Task brief: A word-for-word copy of the whole listing is required.

:::

//! Schema types and structures
//!
//! A [`TypeSchema`] is an immutable, recursively-structured description of a
//! value's shape. It is built once (by hand, by codegen, or through the
//! [`DataType`](crate::value::DataType) trait) and drives the codec in both
//! directions; the codec never inspects concrete value types on its own.

use std::fmt;

use serde::{Deserialize, Serialize};

/// The primitive value kinds the codec understands
#[derive(Debug, Clone, Copy, PartialEq, Eq, Hash, Serialize, Deserialize)]
#[serde(rename_all = "snake_case")]
pub enum PrimitiveKind {
    Boolean,
    Int32,
    Int64,
    Float32,
    Float64,
    Char,
    String,
    Byte,
}

impl PrimitiveKind {
    /// Get the wire-facing name of this kind
    pub fn name(&self) -> &'static str {
        match self {
            PrimitiveKind::Boolean => "boolean",
            PrimitiveKind::Int32 => "int32",
            PrimitiveKind::Int64 => "int64",
            PrimitiveKind::Float32 => "float32",
            PrimitiveKind::Float64 => "float64",
            PrimitiveKind::Char => "char",
            PrimitiveKind::String => "string",
            PrimitiveKind::Byte => "byte",
        }
    }
}

impl fmt::Display for PrimitiveKind {
    fn fmt(&self, f: &mut fmt::Formatter<'_>) -> fmt::Result {
        write!(f, "{}", self.name())
    }
}

/// A named property of a composite type
#[derive(Debug, Clone, PartialEq, Serialize, Deserialize)]
pub struct Property {
    /// Property name as it appears on the wire
    pub name: String,
    /// Shape of the property's value
    pub schema: TypeSchema,
}

impl Property {
    /// Create a new property
    pub fn new(name: impl Into<String>, schema: TypeSchema) -> Self {
        Self {
            name: name.into(),
            schema,
        }
    }
}

/// A structural description of a value's shape
///
/// Equality is structural: two schemas compare equal when they describe the
/// same shape, regardless of how or when they were constructed.
#[derive(Debug, Clone, PartialEq, Serialize, Deserialize)]
pub enum TypeSchema {
    /// A single primitive value
    Primitive(PrimitiveKind),
    /// A homogeneous, arbitrarily nestable sequence
    Array(Box<TypeSchema>),
    /// A named composite with properties in declaration order
    Object {
        name: String,
        properties: Vec<Property>,
    },
}

impl TypeSchema {
    /// Schema for an array of `element`
    pub fn array(element: TypeSchema) -> Self {
        TypeSchema::Array(Box::new(element))
    }

    /// Schema for a named composite with the given properties, in order
    pub fn object(
        name: impl Into<String>,
        properties: impl IntoIterator<Item = Property>,
    ) -> Self {
        TypeSchema::Object {
            name: name.into(),
            properties: properties.into_iter().collect(),
        }
    }

    /// A bare reference to a registered composite type
    ///
    /// Carries only the name. The codec resolves every object schema through
    /// the registry, so a reference and a fully-populated schema behave
    /// identically at encode/decode time.
    pub fn reference(name: impl Into<String>) -> Self {
        TypeSchema::Object {
            name: name.into(),
            properties: Vec::new(),
        }
    }

    /// The composite type name, if this is an object schema
    pub fn name(&self) -> Option<&str> {
        match self {
            TypeSchema::Object { name, .. } => Some(name),
            _ => None,
        }
    }

    /// The element schema, if this is an array schema
    pub fn element(&self) -> Option<&TypeSchema> {
        match self {
            TypeSchema::Array(element) => Some(element),
            _ => None,
        }
    }

    /// Look up a declared property by name, if this is an object schema
    pub fn property(&self, name: &str) -> Option<&Property> {
        match self {
            TypeSchema::Object { properties, .. } => properties.iter().find(|p| p.name == name),
            _ => None,
        }
    }

    /// Short human-readable description of the shape, for error messages
    pub fn describe(&self) -> String {
        match self {
            TypeSchema::Primitive(kind) => kind.name().to_string(),
            TypeSchema::Array(element) => format!("array of {}", element.describe()),
            TypeSchema::Object { name, .. } => format!("object {}", name),
        }
    }
}
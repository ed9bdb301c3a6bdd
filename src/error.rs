//! Error types for schema resolution and value conversion

use thiserror::Error;

/// Result type for codec operations
pub type Result<T> = std::result::Result<T, CodecError>;

/// Codec errors
#[derive(Error, Debug)]
pub enum CodecError {
    /// The schema names a composite type that was never registered.
    #[error("type not registered: {name}")]
    UnknownType { name: String },

    /// The input carries a property the registered schema does not declare.
    #[error("unknown property '{property}' for type {type_name}")]
    UnknownProperty { type_name: String, property: String },

    /// A literal or value whose shape does not match the schema.
    #[error("expected {expected}, found {found}")]
    UnexpectedValue { expected: String, found: String },

    /// A char literal that is not exactly one character long.
    #[error("char literal must be exactly one character, found {found:?}")]
    InvalidChar { found: String },

    /// An integer literal outside the range of the target kind.
    #[error("value {value} out of range for {kind}")]
    OutOfRange { kind: String, value: String },

    /// Malformed input text: bad bracket/brace structure, premature end,
    /// invalid UTF-8 or an unparseable literal.
    #[error("malformed input: {0}")]
    Json(#[from] serde_json::Error),
}

impl CodecError {
    pub(crate) fn unexpected(expected: impl Into<String>, found: impl Into<String>) -> Self {
        CodecError::UnexpectedValue {
            expected: expected.into(),
            found: found.into(),
        }
    }
}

:::

Output for this exercise:
//! Schema types and structures
//!
//! A [`TypeSchema`] is an immutable, recursively-structured description of a
//! value's shape. It is built once (by hand, by codegen, or through the
//! [`DataType`](crate::value::DataType) trait) and drives the codec in both
//! directions; the codec never inspects concrete value types on its own.

use std::fmt;

use serde::{Deserialize, Serialize};

/// The primitive value kinds the codec understands
#[derive(Debug, Clone, Copy, PartialEq, Eq, Hash, Serialize, Deserialize)]
#[serde(rename_all = "snake_case")]
pub enum PrimitiveKind {
    Boolean,
    Int32,
    Int64,
    Float32,
    Float64,
    Char,
    String,
    Byte,
}

impl PrimitiveKind {
    /// Get the wire-facing name of this kind
    pub fn name(&self) -> &'static str {
        match self {
            PrimitiveKind::Boolean => "boolean",
            PrimitiveKind::Int32 => "int32",
            PrimitiveKind::Int64 => "int64",
            PrimitiveKind::Float32 => "float32",
            PrimitiveKind::Float64 => "float64",
            PrimitiveKind::Char => "char",
            PrimitiveKind::String => "string",
            PrimitiveKind::Byte => "byte",
        }
    }
}

impl fmt::Display for PrimitiveKind {
    fn fmt(&self, f: &mut fmt::Formatter<'_>) -> fmt::Result {
        write!(f, "{}", self.name())
    }
}

/// A named property of a composite type
#[derive(Debug, Clone, PartialEq, Serialize, Deserialize)]
pub struct Property {
    /// Property name as it appears on the wire
    pub name: String,
    /// Shape of the property's value
    pub schema: TypeSchema,
}

impl Property {
    /// Create a new property
    pub fn new(name: impl Into<String>, schema: TypeSchema) -> Self {
        Self {
            name: name.into(),
            schema,
        }
    }
}

/// A structural description of a value's shape
///
/// Equality is structural: two schemas compare equal when they describe the
/// same shape, regardless of how or when they were constructed.
#[derive(Debug, Clone, PartialEq, Serialize, Deserialize)]
pub enum TypeSchema {
    /// A single primitive value
    Primitive(PrimitiveKind),
    /// A homogeneous, arbitrarily nestable sequence
    Array(Box<TypeSchema>),
    /// A named composite with properties in declaration order
    Object {
        name: String,
        properties: Vec<Property>,
    },
}

impl TypeSchema {
    /// Schema for an array of `element`
    pub fn array(element: TypeSchema) -> Self {
        TypeSchema::Array(Box::new(element))
    }

    /// Schema for a named composite with the given properties, in order
    pub fn object(
        name: impl Into<String>,
        properties: impl IntoIterator<Item = Property>,
    ) -> Self {
        TypeSchema::Object {
            name: name.into(),
            properties: properties.into_iter().collect(),
        }
    }

    /// A bare reference to a registered composite type
    ///
    /// Carries only the name. The codec resolves every object schema through
    /// the registry, so a reference and a fully-populated schema behave
    /// identically at encode/decode time.
    pub fn reference(name: impl Into<String>) -> Self {
        TypeSchema::Object {
            name: name.into(),
            properties: Vec::new(),
        }
    }

    /// The composite type name, if this is an object schema
    pub fn name(&self) -> Option<&str> {
        match self {
            TypeSchema::Object { name, .. } => Some(name),
            _ => None,
        }
    }

    /// The element schema, if this is an array schema
    pub fn element(&self) -> Option<&TypeSchema> {
        match self {
            TypeSchema::Array(element) => Some(element),
            _ => None,
        }
    }

    /// Look up a declared property by name, if this is an object schema
    pub fn property(&self, name: &str) -> Option<&Property> {
        match self {
            TypeSchema::Object { properties, .. } => properties.iter().find(|p| p.name == name),
            _ => None,
        }
    }

    /// Short human-readable description of the shape, for error messages
    pub fn describe(&self) -> String {
        match self {
            TypeSchema::Primitive(kind) => kind.name().to_string(),
            TypeSchema::Array(element) => format!("array of {}", element.describe()),
            TypeSchema::Object { name, .. } => format!("object {}", name),
        }
    }
}
repository ed9bdb301c3a6bdd
filename src/error.rs
//! Error types for schema resolution and value conversion

use thiserror::Error;

/// Result type for codec operations
pub type Result<T> = std::result::Result<T, CodecError>;

/// Codec errors
#[derive(Error, Debug)]
pub enum CodecError {
    /// The schema names a composite type that was never registered.
    #[error("type not registered: {name}")]
    UnknownType { name: String },

    /// The input carries a property the registered schema does not declare.
    #[error("unknown property '{property}' for type {type_name}")]
    UnknownProperty { type_name: String, property: String },

    /// A literal or value whose shape does not match the schema.
    #[error("expected {expected}, found {found}")]
    UnexpectedValue { expected: String, found: String },

    /// A char literal that is not exactly one character long.
    #[error("char literal must be exactly one character, found {found:?}")]
    InvalidChar { found: String },

    /// An integer literal outside the range of the target kind.
    #[error("value {value} out of range for {kind}")]
    OutOfRange { kind: String, value: String },

    /// Malformed input text: bad bracket/brace structure, premature end,
    /// invalid UTF-8 or an unparseable literal.
    #[error("malformed input: {0}")]
    Json(#[from] serde_json::Error),
}

impl CodecError {
    pub(crate) fn unexpected(expected: impl Into<String>, found: impl Into<String>) -> Self {
        CodecError::UnexpectedValue {
            expected: expected.into(),
            found: found.into(),
        }
    }
}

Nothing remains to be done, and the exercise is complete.